:: What to do ::
How many lines in the records below contain the word "finalize"? State that number and nothing more.
***** Available data *****
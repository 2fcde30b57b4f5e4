//! NovaVoice: a local text-to-speech service with user accounts, a voice
//! library, generation history and tiered daily quotas.

pub mod api;
pub mod auth;
pub mod billing;
pub mod config;
pub mod db;
pub mod error;
pub mod storage;
pub mod tts;

pub use api::routes::{create_router, AppState};
pub use config::Config;
pub use error::AppError;
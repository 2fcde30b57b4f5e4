//! Text-level emotion shaping.
//!
//! The underlying engines carry no real emotion control, so the requested
//! emotion is simulated by adjusting the text before synthesis: a cheerful
//! or mournful interjection is prepended for the emotions that have one,
//! everything else passes through untouched. The requested emotion is still
//! recorded on the generation.

pub const EMOTIONS: &[&str] = &["neutral", "happy", "sad", "excited", "angry", "serious"];

pub fn is_supported(emotion: &str) -> bool {
    EMOTIONS.contains(&emotion)
}

pub fn shape(text: &str, emotion: &str) -> String {
    match emotion {
        "happy" => format!("Yay! {}", text),
        "sad" => format!("Alas... {}", text),
        _ => text.to_string(),
    }
}

#[cfg(test)]
mod tests {
    use super::*;

    #[test]
    fn happy_prepends_an_interjection() {
        assert_eq!(shape("good morning", "happy"), "Yay! good morning");
    }

    #[test]
    fn sad_prepends_an_interjection() {
        assert_eq!(shape("good morning", "sad"), "Alas... good morning");
    }

    #[test]
    fn neutral_passes_through() {
        assert_eq!(shape("good morning", "neutral"), "good morning");
    }

    #[test]
    fn unshaped_emotions_pass_through() {
        assert_eq!(shape("good morning", "serious"), "good morning");
        assert_eq!(shape("good morning", "excited"), "good morning");
    }

    #[test]
    fn supported_list() {
        assert!(is_supported("neutral"));
        assert!(is_supported("angry"));
        assert!(!is_supported("melancholy"));
    }
}
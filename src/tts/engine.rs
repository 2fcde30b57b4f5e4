use std::io::Cursor;
use std::process::Command;
use std::sync::Arc;

use hound::{SampleFormat, WavSpec, WavWriter};

use crate::config::EngineKind;
use crate::error::AppError;

/// Words-per-minute espeak-ng uses at speed 1.0.
const BASE_RATE_WPM: f64 = 175.0;

const SAMPLE_RATE: u32 = 22050;

/// A synthesis backend. Takes already-shaped text and returns WAV bytes.
///
/// Speed is the only parameter the engines honour; pitch and emotion are
/// simulated upstream of this seam.
pub trait Synthesizer: Send + Sync {
    fn synthesize(&self, text: &str, voice: &str, speed: f64) -> Result<Vec<u8>, AppError>;

    fn name(&self) -> &'static str;
}

/// Pick the configured backend. Auto prefers espeak-ng and falls back to
/// the tone generator when the binary is missing.
pub fn select_engine(kind: EngineKind) -> Arc<dyn Synthesizer> {
    match kind {
        EngineKind::Espeak => Arc::new(EspeakEngine),
        EngineKind::Tone => Arc::new(ToneEngine),
        EngineKind::Auto => {
            if EspeakEngine::available() {
                Arc::new(EspeakEngine)
            } else {
                tracing::warn!("espeak-ng not found, using the built-in tone generator");
                Arc::new(ToneEngine)
            }
        }
    }
}

/// Shells out to espeak-ng and captures the WAV it writes to stdout.
pub struct EspeakEngine;

impl EspeakEngine {
    pub fn available() -> bool {
        Command::new("espeak-ng")
            .arg("--version")
            .output()
            .map(|o| o.status.success())
            .unwrap_or(false)
    }
}

impl Synthesizer for EspeakEngine {
    fn synthesize(&self, text: &str, voice: &str, speed: f64) -> Result<Vec<u8>, AppError> {
        let rate = (BASE_RATE_WPM * speed).round() as i64;
        let rate = rate.clamp(80, 450).to_string();

        let output = Command::new("espeak-ng")
            .args(["--stdout", "-v", voice, "-s", rate.as_str(), text])
            .output()
            .map_err(|e| {
                AppError::Engine(format!("Failed to run espeak-ng (is it installed?): {}", e))
            })?;

        if !output.status.success() {
            let stderr = String::from_utf8_lossy(&output.stderr);
            return Err(AppError::Engine(format!("espeak-ng failed: {}", stderr)));
        }

        Ok(output.stdout)
    }

    fn name(&self) -> &'static str {
        "espeak-ng"
    }
}

/// Deterministic fallback engine. Renders each character as a short sine
/// burst whose frequency is derived from the character and the voice name,
/// so distinct voices and texts produce distinct audio without any external
/// binary. Used when espeak-ng is unavailable and throughout the tests.
pub struct ToneEngine;

impl Synthesizer for ToneEngine {
    fn synthesize(&self, text: &str, voice: &str, speed: f64) -> Result<Vec<u8>, AppError> {
        let base = 140.0 + (voice.bytes().map(u32::from).sum::<u32>() % 120) as f32;
        let speed = speed.clamp(0.5, 2.0) as f32;
        let char_samples = (SAMPLE_RATE as f32 * 0.06 / speed) as usize;
        let gap_samples = (SAMPLE_RATE as f32 * 0.03 / speed) as usize;

        let mut samples = Vec::new();
        for ch in text.chars() {
            if ch.is_whitespace() {
                samples.extend(std::iter::repeat(0.0).take(gap_samples));
                continue;
            }
            let freq = base * (1.0 + (ch as u32 % 12) as f32 / 24.0);
            for n in 0..char_samples {
                let t = n as f32 / SAMPLE_RATE as f32;
                let envelope = 1.0 - n as f32 / char_samples as f32;
                samples.push((t * freq * 2.0 * std::f32::consts::PI).sin() * 0.4 * envelope);
            }
        }

        samples_to_wav(&samples, SAMPLE_RATE)
    }

    fn name(&self) -> &'static str {
        "tone"
    }
}

/// Encode f32 samples as 16-bit mono PCM WAV.
pub fn samples_to_wav(samples: &[f32], sample_rate: u32) -> Result<Vec<u8>, AppError> {
    let spec = WavSpec {
        channels: 1,
        sample_rate,
        bits_per_sample: 16,
        sample_format: SampleFormat::Int,
    };

    let mut buffer = Vec::new();
    {
        let cursor = Cursor::new(&mut buffer);
        let mut writer = WavWriter::new(cursor, spec)
            .map_err(|e| AppError::Engine(format!("Failed to create WAV writer: {}", e)))?;

        for sample in samples {
            let scaled = (sample * 32767.0).clamp(-32768.0, 32767.0) as i16;
            writer
                .write_sample(scaled)
                .map_err(|e| AppError::Engine(format!("Failed to write sample: {}", e)))?;
        }

        writer
            .finalize()
            .map_err(|e| AppError::Engine(format!("Failed to finalize WAV: {}", e)))?;
    }

    Ok(buffer)
}

#[cfg(test)]
mod tests {
    use super::*;

    #[test]
    fn samples_to_wav_empty_still_has_header() {
        let wav = samples_to_wav(&[], SAMPLE_RATE).unwrap();
        assert!(wav.starts_with(b"RIFF"));
    }

    #[test]
    fn samples_to_wav_valid() {
        let samples: Vec<f32> = vec![0.0, 0.5, -0.5, 1.0, -1.0];
        let wav = samples_to_wav(&samples, SAMPLE_RATE).unwrap();
        assert!(wav.starts_with(b"RIFF"));
        assert!(wav.len() > 44);
    }

    #[test]
    fn tone_engine_produces_audio_for_text() {
        let wav = ToneEngine.synthesize("hello world", "en-us", 1.0).unwrap();
        assert!(wav.starts_with(b"RIFF"));
        assert!(wav.len() > 44);
    }

    #[test]
    fn tone_engine_is_deterministic() {
        let a = ToneEngine.synthesize("same text", "en-us", 1.0).unwrap();
        let b = ToneEngine.synthesize("same text", "en-us", 1.0).unwrap();
        assert_eq!(a, b);
    }

    #[test]
    fn tone_engine_voice_changes_output() {
        let a = ToneEngine.synthesize("same text", "en-us", 1.0).unwrap();
        let b = ToneEngine.synthesize("same text", "en-us+f3", 1.0).unwrap();
        assert_ne!(a, b);
    }

    #[test]
    fn faster_speed_means_shorter_audio() {
        let slow = ToneEngine.synthesize("some words here", "en", 0.5).unwrap();
        let fast = ToneEngine.synthesize("some words here", "en", 2.0).unwrap();
        assert!(fast.len() < slow.len());
    }
}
*****
:: Exercise response ::
2